Franck Selsis reste prudent : « Nous ne savons pas bien modéliser ces phénomènes. Nous ne savons pour l’instant que mettre des limites supérieures, en supposant que l'énergie apportée par ces émissions est convertie en totalité en énergie gravitationnelle du gaz atmosphérique. Mais cette limite surestime-t-elle la fuite par un facteur 10 ou par un facteur un million ? Par ailleurs, nous ignorons si la quantité de d'eau et de composés volatils que contient la Terre est plutôt standard, plutôt faible ou plutôt élevée. Difficile donc de conclure sur l'état d'une planète sans savoir la quantité initiale d'eau et de gaz qu'elle possède. On commence à penser que cette surestimation est considérable car une population de « Neptune » chaudes [car proches de leur étoile, NDLR] ne devrait pas exister si nos modèles d'échappement étaient robustes. »
Même dans le Système solaire, les mécanismes de fuite des atmosphères planétaires dans l’espace sont mal compris. La sonde Maven tente de le mesurer autour de Mars. Quant à la Terre elle-même, les scientifiques savent que, pendant 500 millions d’années, elle a été soumise à une intense irradiation UV par le jeune Soleil, alors plus brillant qu’aujourd’hui. Or, elle n’a pas perdu son eau et son atmosphère…

Un problème pour toutes les petites étoiles ?

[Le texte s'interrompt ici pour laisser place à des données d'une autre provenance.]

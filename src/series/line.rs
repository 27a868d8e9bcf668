use serde::{Deserialize, Serialize};

use crate::core::{Axis, Color, DataPoint, ScreenPoint};
use crate::error::PlotResult;
use crate::extensions::{canonical_spline, draw_markers, reduce_line_points, resample_points, MarkerKind};
use crate::render::{ClippingContext, LineStyle, RenderContext, Stroke};
use crate::series::data::{project_chunk, split_valid_chunks, DataSeriesCore};
use crate::series::{visible_slice, TrackerHit};

/// Spline smoothing settings for a line series.
#[derive(Debug, Clone, Copy, PartialEq, Serialize, Deserialize)]
pub struct SplineOptions {
    /// 0.5 reproduces a Catmull-Rom curve.
    pub tension: f64,
    /// Target pixel spacing of emitted spline points.
    pub tolerance: f64,
}

impl Default for SplineOptions {
    fn default() -> Self {
        Self {
            tension: 0.5,
            tolerance: 1.0,
        }
    }
}

/// Polyline series over XY data points.
///
/// Gaps are encoded as NaN coordinates: the point stream splits into
/// independent chunks at each invalid point, and one-point chunks draw
/// markers only.
#[derive(Debug, Clone, PartialEq, Serialize, Deserialize)]
pub struct LineSeries {
    pub core: DataSeriesCore,
    pub color: Color,
    pub stroke_width: f64,
    pub line_style: LineStyle,
    /// Successive screen points closer than this are merged before stroking.
    pub minimum_segment_length: f64,
    pub marker_kind: MarkerKind,
    pub marker_size: f64,
    pub marker_fill: Color,
    pub marker_stroke: Color,
    pub smooth: Option<SplineOptions>,
}

impl LineSeries {
    #[must_use]
    pub fn new() -> Self {
        Self {
            core: DataSeriesCore::new(),
            color: Color::AUTOMATIC,
            stroke_width: 2.0,
            line_style: LineStyle::Solid,
            minimum_segment_length: 2.0,
            marker_kind: MarkerKind::None,
            marker_size: 3.0,
            marker_fill: Color::AUTOMATIC,
            marker_stroke: Color::AUTOMATIC,
            smooth: None,
        }
    }

    #[must_use]
    pub fn with_points(mut self, points: Vec<DataPoint>) -> Self {
        self.core.set_points(points);
        self
    }

    #[must_use]
    pub fn with_title(mut self, title: impl Into<String>) -> Self {
        self.core.title = Some(title.into());
        self
    }

    fn stroke(&self, default_color: Color) -> Stroke {
        Stroke::styled(
            self.color.get_actual(default_color),
            self.stroke_width,
            self.line_style,
        )
    }

    fn marker_stroke(&self, default_color: Color) -> Stroke {
        Stroke::new(self.marker_stroke.get_actual(default_color), 1.0)
    }

    pub fn render(
        &mut self,
        rc: &mut ClippingContext<'_>,
        x_axis: &Axis,
        y_axis: &Axis,
        default_color: Color,
    ) -> PlotResult<()> {
        let visible = visible_slice(&mut self.core, x_axis);
        if visible.is_empty() {
            return Ok(());
        }

        let stroke = self.stroke(default_color);
        let marker_stroke = self.marker_stroke(default_color);
        let min_length_squared = self.minimum_segment_length * self.minimum_segment_length;

        for chunk in split_valid_chunks(&visible) {
            let screen = project_chunk(&chunk, x_axis, y_axis);
            if screen.len() < 2 {
                // Degenerate one-point chunk: markers only, no connecting line.
                self.draw_chunk_markers(rc, &screen, default_color, &marker_stroke)?;
                continue;
            }

            let reduced = reduce_line_points(&screen, min_length_squared);
            if stroke.is_visible() {
                match self.smooth {
                    Some(options) => {
                        let resampled = resample_points(&reduced, self.minimum_segment_length);
                        let smoothed =
                            canonical_spline(&resampled, options.tension, options.tolerance);
                        rc.draw_line(&smoothed, &stroke)?;
                    }
                    None => rc.draw_line(&reduced, &stroke)?,
                }
            }
            self.draw_chunk_markers(rc, &screen, default_color, &marker_stroke)?;
        }
        Ok(())
    }

    fn draw_chunk_markers(
        &self,
        rc: &mut ClippingContext<'_>,
        screen: &[ScreenPoint],
        default_color: Color,
        marker_stroke: &Stroke,
    ) -> PlotResult<()> {
        draw_markers(
            rc,
            screen,
            self.marker_kind,
            self.marker_size,
            self.marker_fill.get_actual(default_color),
            marker_stroke,
        )
    }

    #[must_use]
    pub fn nearest_point(
        &self,
        x_axis: &Axis,
        y_axis: &Axis,
        target: ScreenPoint,
        interpolate: bool,
    ) -> Option<TrackerHit> {
        let points = self.core.actual_points();
        if interpolate {
            crate::series::data::nearest_on_segments(points, x_axis, y_axis, target).map(
                |(index, data_point, screen_point, _)| TrackerHit {
                    series_title: self.core.title.clone(),
                    data_point,
                    screen_point,
                    index,
                },
            )
        } else {
            crate::series::data::nearest_vertex(points, x_axis, y_axis, target).map(
                |(index, data_point, screen_point, _)| TrackerHit {
                    series_title: self.core.title.clone(),
                    data_point,
                    screen_point,
                    index: index as f64,
                },
            )
        }
    }
}

impl Default for LineSeries {
    fn default() -> Self {
        Self::new()
    }
}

Les étoiles de faible masse – les naines rouges – comme Proxima sont elles aussi mal connues. Toutes ne sont pas soumises à ce régime d’éruptions, rappelle Pierre Kervella, astronome à l’observatoire de Paris, spécialiste des étoiles : « Les auteurs de l’article sur Proxima citent le chiffre de deux tiers des naines rouges présentant une activité. Mais d’autres donnent plutôt environ la moitié pour une étoile comme Proxima. Il est à noter que la fraction diminue rapidement pour les étoiles un peu plus massives. Ce sont les étoiles de plus petite masse qui sont les plus “agitées”. »

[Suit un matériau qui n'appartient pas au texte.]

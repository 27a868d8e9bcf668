use serde::{Deserialize, Serialize};

use crate::core::{Axis, Color, DataPoint, ScreenPoint};
use crate::error::PlotResult;
use crate::render::{ClippingContext, RenderContext, Stroke};
use crate::series::data::nearest_vertex;
use crate::series::TrackerHit;

/// Closed data-space outlines rendered as filled polygons.
#[derive(Debug, Clone, PartialEq, Serialize, Deserialize)]
pub struct PolygonSeries {
    pub title: Option<String>,
    pub x_axis_key: Option<String>,
    pub y_axis_key: Option<String>,
    pub outlines: Vec<Vec<DataPoint>>,
    pub fill: Color,
    pub stroke_color: Color,
    pub stroke_width: f64,

    #[serde(with = "crate::core::primitives::serde_nan")]
    min_x: f64,
    #[serde(with = "crate::core::primitives::serde_nan")]
    max_x: f64,
    #[serde(with = "crate::core::primitives::serde_nan")]
    min_y: f64,
    #[serde(with = "crate::core::primitives::serde_nan")]
    max_y: f64,
}

impl PolygonSeries {
    #[must_use]
    pub fn new() -> Self {
        Self {
            title: None,
            x_axis_key: None,
            y_axis_key: None,
            outlines: Vec::new(),
            fill: Color::AUTOMATIC,
            stroke_color: Color::BLACK,
            stroke_width: 1.0,
            min_x: f64::NAN,
            max_x: f64::NAN,
            min_y: f64::NAN,
            max_y: f64::NAN,
        }
    }

    #[must_use]
    pub fn with_outlines(mut self, outlines: Vec<Vec<DataPoint>>) -> Self {
        self.outlines = outlines;
        self
    }

    #[must_use]
    pub fn with_title(mut self, title: impl Into<String>) -> Self {
        self.title = Some(title.into());
        self
    }

    pub fn update_max_min(&mut self) {
        let mut min_x = f64::NAN;
        let mut max_x = f64::NAN;
        let mut min_y = f64::NAN;
        let mut max_y = f64::NAN;

        for point in self.outlines.iter().flatten() {
            if point.x.is_finite() {
                if min_x.is_nan() || point.x < min_x {
                    min_x = point.x;
                }
                if max_x.is_nan() || point.x > max_x {
                    max_x = point.x;
                }
            }
            if point.y.is_finite() {
                if min_y.is_nan() || point.y < min_y {
                    min_y = point.y;
                }
                if max_y.is_nan() || point.y > max_y {
                    max_y = point.y;
                }
            }
        }

        self.min_x = min_x;
        self.max_x = max_x;
        self.min_y = min_y;
        self.max_y = max_y;
    }

    pub fn update_axis_max_min(&self, x_axis: &mut Axis, y_axis: &mut Axis) {
        x_axis.include(self.min_x);
        x_axis.include(self.max_x);
        y_axis.include(self.min_y);
        y_axis.include(self.max_y);
    }

    pub fn render(
        &mut self,
        rc: &mut ClippingContext<'_>,
        x_axis: &Axis,
        y_axis: &Axis,
        default_color: Color,
    ) -> PlotResult<()> {
        let fill = self.fill.get_actual(default_color);
        let stroke = Stroke::new(self.stroke_color, self.stroke_width);

        for outline in &self.outlines {
            let screen: Vec<ScreenPoint> = outline
                .iter()
                .filter(|point| point.is_valid())
                .map(|point| x_axis.transform_point(point.x, point.y, y_axis))
                .collect();
            if screen.len() >= 3 {
                rc.draw_polygon(&screen, fill, &stroke)?;
            }
        }
        Ok(())
    }

    #[must_use]
    pub fn nearest_point(
        &self,
        x_axis: &Axis,
        y_axis: &Axis,
        target: ScreenPoint,
    ) -> Option<TrackerHit> {
        let mut offset = 0usize;
        let mut best: Option<TrackerHit> = None;
        let mut best_distance = f64::INFINITY;

        for outline in &self.outlines {
            if let Some((index, data_point, screen_point, distance_squared)) =
                nearest_vertex(outline, x_axis, y_axis, target)
            {
                if distance_squared < best_distance {
                    best_distance = distance_squared;
                    best = Some(TrackerHit {
                        series_title: self.title.clone(),
                        data_point,
                        screen_point,
                        index: (offset + index) as f64,
                    });
                }
            }
            offset += outline.len();
        }
        best
    }
}

impl Default for PolygonSeries {
    fn default() -> Self {
        Self::new()
    }
}
use plotkit::core::{Axis, AxisPosition, DataPoint, ScreenPoint};
use plotkit::series::{LineSeries, ScatterSeries};

fn resolved_axis(minimum: f64, maximum: f64, screen_min: f64, screen_max: f64) -> Axis {
    let mut axis = Axis::linear(AxisPosition::Bottom).with_range(minimum, maximum);
    axis.update_actual_max_min();
    axis.update_transform(screen_min, screen_max).expect("transform");
    axis
}

fn diagonal_series() -> LineSeries {
    let mut series = LineSeries::new().with_points(vec![
        DataPoint::new(0.0, 0.0),
        DataPoint::new(1.0, 1.0),
        DataPoint::new(2.0, 2.0),
    ]);
    series.core.update_data();
    series.core.update_max_min();
    series
}

#[test]
fn exact_mode_returns_the_nearest_vertex() {
    let x_axis = resolved_axis(0.0, 2.0, 0.0, 200.0);
    let y_axis = resolved_axis(0.0, 2.0, 200.0, 0.0);
    let series = diagonal_series();

    let hit = series
        .nearest_point(&x_axis, &y_axis, ScreenPoint::new(140.0, 60.0), false)
        .expect("hit");
    assert_eq!(hit.index, 1.0);
    assert_eq!(hit.data_point, DataPoint::new(1.0, 1.0));
    assert_eq!(hit.screen_point, ScreenPoint::new(100.0, 100.0));
}

#[test]
fn interpolating_mode_returns_fractional_index_on_segment() {
    let x_axis = resolved_axis(0.0, 2.0, 0.0, 200.0);
    let y_axis = resolved_axis(0.0, 2.0, 200.0, 0.0);
    let series = diagonal_series();

    // Screen position of data (1.5, 1.5) sits halfway along segment 1 to 2.
    let target = x_axis.transform_point(1.5, 1.5, &y_axis);
    let hit = series
        .nearest_point(&x_axis, &y_axis, target, true)
        .expect("hit");

    assert!((hit.index - 1.5).abs() <= 1e-9);
    assert!((hit.data_point.x - 1.5).abs() <= 1e-9);
    assert!((hit.data_point.y - 1.5).abs() <= 1e-9);
}

#[test]
fn interpolation_clamps_beyond_segment_ends() {
    let x_axis = resolved_axis(0.0, 2.0, 0.0, 200.0);
    let y_axis = resolved_axis(0.0, 2.0, 200.0, 0.0);
    let series = diagonal_series();

    // Far past the last point: u clamps to 1 on the final segment.
    let hit = series
        .nearest_point(&x_axis, &y_axis, ScreenPoint::new(500.0, -100.0), true)
        .expect("hit");
    assert_eq!(hit.index, 2.0);
    assert_eq!(hit.data_point, DataPoint::new(2.0, 2.0));
}

#[test]
fn invalid_points_never_match() {
    let x_axis = resolved_axis(0.0, 2.0, 0.0, 200.0);
    let y_axis = resolved_axis(0.0, 2.0, 200.0, 0.0);

    let mut series = ScatterSeries::new().with_points(vec![
        DataPoint::new(0.0, 0.0),
        DataPoint::new(1.0, f64::NAN),
        DataPoint::new(2.0, 2.0),
    ]);
    series.core.update_data();
    series.core.update_max_min();

    // Closest to where the NaN point would sit, but it must be skipped.
    let hit = series
        .nearest_point(&x_axis, &y_axis, ScreenPoint::new(100.0, 100.0))
        .expect("hit");
    assert!(hit.index == 0.0 || hit.index == 2.0);
}

#[test]
fn all_invalid_series_yields_no_hit() {
    let x_axis = resolved_axis(0.0, 2.0, 0.0, 200.0);
    let y_axis = resolved_axis(0.0, 2.0, 200.0, 0.0);

    let mut series = LineSeries::new().with_points(vec![
        DataPoint::UNDEFINED,
        DataPoint::new(f64::NAN, 1.0),
    ]);
    series.core.update_data();
    series.core.update_max_min();

    assert!(series
        .nearest_point(&x_axis, &y_axis, ScreenPoint::new(0.0, 0.0), false)
        .is_none());
    assert!(series
        .nearest_point(&x_axis, &y_axis, ScreenPoint::new(0.0, 0.0), true)
        .is_none());
}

Par conséquent, certaines étoiles de cette catégorie (la plus abondante dans la Galaxie avec 80% de la population totale) échappent à ces phénomènes potentiellement nocifs pour le développement de la vie sur une planète qui serait en orbite autour d’elles.

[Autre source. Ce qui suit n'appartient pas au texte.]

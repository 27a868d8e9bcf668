use std::ops::{Add, Mul, Neg, Sub};

use chrono::{DateTime, Utc};
use rust_decimal::Decimal;
use serde::{Deserialize, Serialize};

use crate::core::primitives::{datetime_to_unix_seconds, decimal_to_f64};
use crate::error::PlotResult;

/// Point in data space.
///
/// Coordinates may be NaN; an undefined point marks a gap in a series and is
/// excluded from range computation and geometry output.
#[derive(Debug, Clone, Copy, PartialEq, Serialize, Deserialize)]
pub struct DataPoint {
    #[serde(with = "crate::core::primitives::serde_nan")]
    pub x: f64,
    #[serde(with = "crate::core::primitives::serde_nan")]
    pub y: f64,
}

impl DataPoint {
    /// Sentinel point used to encode gaps.
    pub const UNDEFINED: Self = Self {
        x: f64::NAN,
        y: f64::NAN,
    };

    #[must_use]
    pub const fn new(x: f64, y: f64) -> Self {
        Self { x, y }
    }

    pub fn from_decimal_time(time: DateTime<Utc>, value: Decimal) -> PlotResult<Self> {
        Ok(Self {
            x: datetime_to_unix_seconds(time),
            y: decimal_to_f64(value, "value")?,
        })
    }

    /// Returns `true` when both coordinates are non-NaN.
    #[must_use]
    pub fn is_defined(self) -> bool {
        !self.x.is_nan() && !self.y.is_nan()
    }

    /// Returns `true` when both coordinates are finite.
    #[must_use]
    pub fn is_valid(self) -> bool {
        self.x.is_finite() && self.y.is_finite()
    }
}

impl Sub for DataPoint {
    type Output = DataVector;

    fn sub(self, rhs: Self) -> DataVector {
        DataVector::new(self.x - rhs.x, self.y - rhs.y)
    }
}

impl Add<DataVector> for DataPoint {
    type Output = DataPoint;

    fn add(self, rhs: DataVector) -> DataPoint {
        DataPoint::new(self.x + rhs.x, self.y + rhs.y)
    }
}

/// Directional offset in data space.
#[derive(Debug, Clone, Copy, PartialEq, Serialize, Deserialize)]
pub struct DataVector {
    pub x: f64,
    pub y: f64,
}

impl DataVector {
    #[must_use]
    pub const fn new(x: f64, y: f64) -> Self {
        Self { x, y }
    }

    #[must_use]
    pub fn length(self) -> f64 {
        self.length_squared().sqrt()
    }

    #[must_use]
    pub fn length_squared(self) -> f64 {
        self.x * self.x + self.y * self.y
    }

    /// Returns a unit-length copy, or the zero vector unchanged.
    #[must_use]
    pub fn normalized(self) -> Self {
        let len = self.length();
        if len > 0.0 {
            Self::new(self.x / len, self.y / len)
        } else {
            self
        }
    }
}

impl Neg for DataVector {
    type Output = Self;

    fn neg(self) -> Self {
        Self::new(-self.x, -self.y)
    }
}

/// Point in device/screen space (pixels).
#[derive(Debug, Clone, Copy, PartialEq, Serialize, Deserialize)]
pub struct ScreenPoint {
    pub x: f64,
    pub y: f64,
}

impl ScreenPoint {
    #[must_use]
    pub const fn new(x: f64, y: f64) -> Self {
        Self { x, y }
    }

    #[must_use]
    pub fn distance_to(self, other: Self) -> f64 {
        self.distance_to_squared(other).sqrt()
    }

    #[must_use]
    pub fn distance_to_squared(self, other: Self) -> f64 {
        let dx = self.x - other.x;
        let dy = self.y - other.y;
        dx * dx + dy * dy
    }

    #[must_use]
    pub fn is_finite(self) -> bool {
        self.x.is_finite() && self.y.is_finite()
    }
}

impl Sub for ScreenPoint {
    type Output = ScreenVector;

    fn sub(self, rhs: Self) -> ScreenVector {
        ScreenVector::new(self.x - rhs.x, self.y - rhs.y)
    }
}

impl Add<ScreenVector> for ScreenPoint {
    type Output = ScreenPoint;

    fn add(self, rhs: ScreenVector) -> ScreenPoint {
        ScreenPoint::new(self.x + rhs.x, self.y + rhs.y)
    }
}

impl Sub<ScreenVector> for ScreenPoint {
    type Output = ScreenPoint;

    fn sub(self, rhs: ScreenVector) -> ScreenPoint {
        ScreenPoint::new(self.x - rhs.x, self.y - rhs.y)
    }
}

/// Directional offset in screen space.
#[derive(Debug, Clone, Copy, PartialEq, Serialize, Deserialize)]
pub struct ScreenVector {
    pub x: f64,
    pub y: f64,
}

impl ScreenVector {
    #[must_use]
    pub const fn new(x: f64, y: f64) -> Self {
        Self { x, y }
    }

    #[must_use]
    pub fn length(self) -> f64 {
        self.length_squared().sqrt()
    }

    #[must_use]
    pub fn length_squared(self) -> f64 {
        self.x * self.x + self.y * self.y
    }

    /// Returns a unit-length copy, or the zero vector unchanged.
    #[must_use]
    pub fn normalized(self) -> Self {
        let len = self.length();
        if len > 0.0 {
            Self::new(self.x / len, self.y / len)
        } else {
            self
        }
    }
}

impl Mul<f64> for ScreenVector {
    type Output = Self;

    fn mul(self, rhs: f64) -> Self {
        Self::new(self.x * rhs, self.y * rhs)
    }
}

impl Neg for ScreenVector {
    type Output = Self;

    fn neg(self) -> Self {
        Self::new(-self.x, -self.y)
    }
}

/// Edge widths used to inflate or deflate rectangles.
#[derive(Debug, Clone, Copy, PartialEq, Serialize, Deserialize, Default)]
pub struct Thickness {
    pub left: f64,
    pub top: f64,
    pub right: f64,
    pub bottom: f64,
}

impl Thickness {
    #[must_use]
    pub const fn new(left: f64, top: f64, right: f64, bottom: f64) -> Self {
        Self {
            left,
            top,
            right,
            bottom,
        }
    }

    #[must_use]
    pub const fn uniform(width: f64) -> Self {
        Self::new(width, width, width, width)
    }
}
use chrono::{DateTime, Utc};
use rust_decimal::Decimal;
use rust_decimal::prelude::ToPrimitive;

use crate::error::{PlotError, PlotResult};

pub fn decimal_to_f64(value: Decimal, field_name: &str) -> PlotResult<f64> {
    value
        .to_f64()
        .ok_or_else(|| PlotError::InvalidData(format!("{field_name} cannot be represented as f64")))
}

#[must_use]
pub fn datetime_to_unix_seconds(time: DateTime<Utc>) -> f64 {
    time.timestamp_millis() as f64 / 1000.0
}

#[must_use]
pub fn unix_seconds_to_datetime(seconds: f64) -> Option<DateTime<Utc>> {
    if !seconds.is_finite() {
        return None;
    }
    DateTime::from_timestamp_millis((seconds * 1000.0).round() as i64)
}

/// JSON-safe (de)serialization of NaN-capable coordinates.
///
/// JSON has no NaN literal; sentinel NaN values (auto ranges, gap points)
/// round-trip as `null` instead of failing the write.
pub mod serde_nan {
    use serde::{Deserialize, Deserializer, Serializer};

    pub fn serialize<S: Serializer>(value: &f64, serializer: S) -> Result<S::Ok, S::Error> {
        if value.is_finite() {
            serializer.serialize_some(value)
        } else {
            serializer.serialize_none()
        }
    }

    pub fn deserialize<'de, D: Deserializer<'de>>(deserializer: D) -> Result<f64, D::Error> {
        Ok(Option::<f64>::deserialize(deserializer)?.unwrap_or(f64::NAN))
    }
}

/// As `serde_nan`, for heat-map cell grids.
pub mod serde_nan_grid {
    use serde::{Deserialize, Deserializer, Serialize, Serializer};

    pub fn serialize<S: Serializer>(grid: &[Vec<f64>], serializer: S) -> Result<S::Ok, S::Error> {
        let shadow: Vec<Vec<Option<f64>>> = grid
            .iter()
            .map(|column| {
                column
                    .iter()
                    .map(|&value| value.is_finite().then_some(value))
                    .collect()
            })
            .collect();
        shadow.serialize(serializer)
    }

    pub fn deserialize<'de, D: Deserializer<'de>>(
        deserializer: D,
    ) -> Result<Vec<Vec<f64>>, D::Error> {
        let shadow = Vec::<Vec<Option<f64>>>::deserialize(deserializer)?;
        Ok(shadow
            .into_iter()
            .map(|column| {
                column
                    .into_iter()
                    .map(|value| value.unwrap_or(f64::NAN))
                    .collect()
            })
            .collect())
    }
}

Une question à trancher pour le JWST

Franck Selsis insiste sur le fait que, pour l’heure, les interactions entre les éruptions stellaires et les atmosphères planétaires, dans lesquelles la présence ou non d’un champ magnétique de la planète joue un rôle inconnu, demeurent largement incompris. Il analyse : « Si certains écartent un peu vite, et pour ces raisons, les étoiles de très faible masse pour la future recherche de vie, il convient avant tout de mieux comprendre les effets de l'activité sur les planètes pour évaluer l'importance de cette menace. »
Et de conclure : « Proxima b est l’exoplanète la plus proche de nous, et aucun scénario, si pessimiste soit-il, ne nous fera détourner nos télescopes de cette cible. » En d’autres termes, le JWST, dont le lancement est sans cesse retardé, fera office de juge de paix puisqu’il aura la capacité de déterminer si ces planètes telluriques en orbite autour de naines rouges ont ou non conservé leur atmosphère, protection essentielle à toute forme de vie telle que nous la connaissons.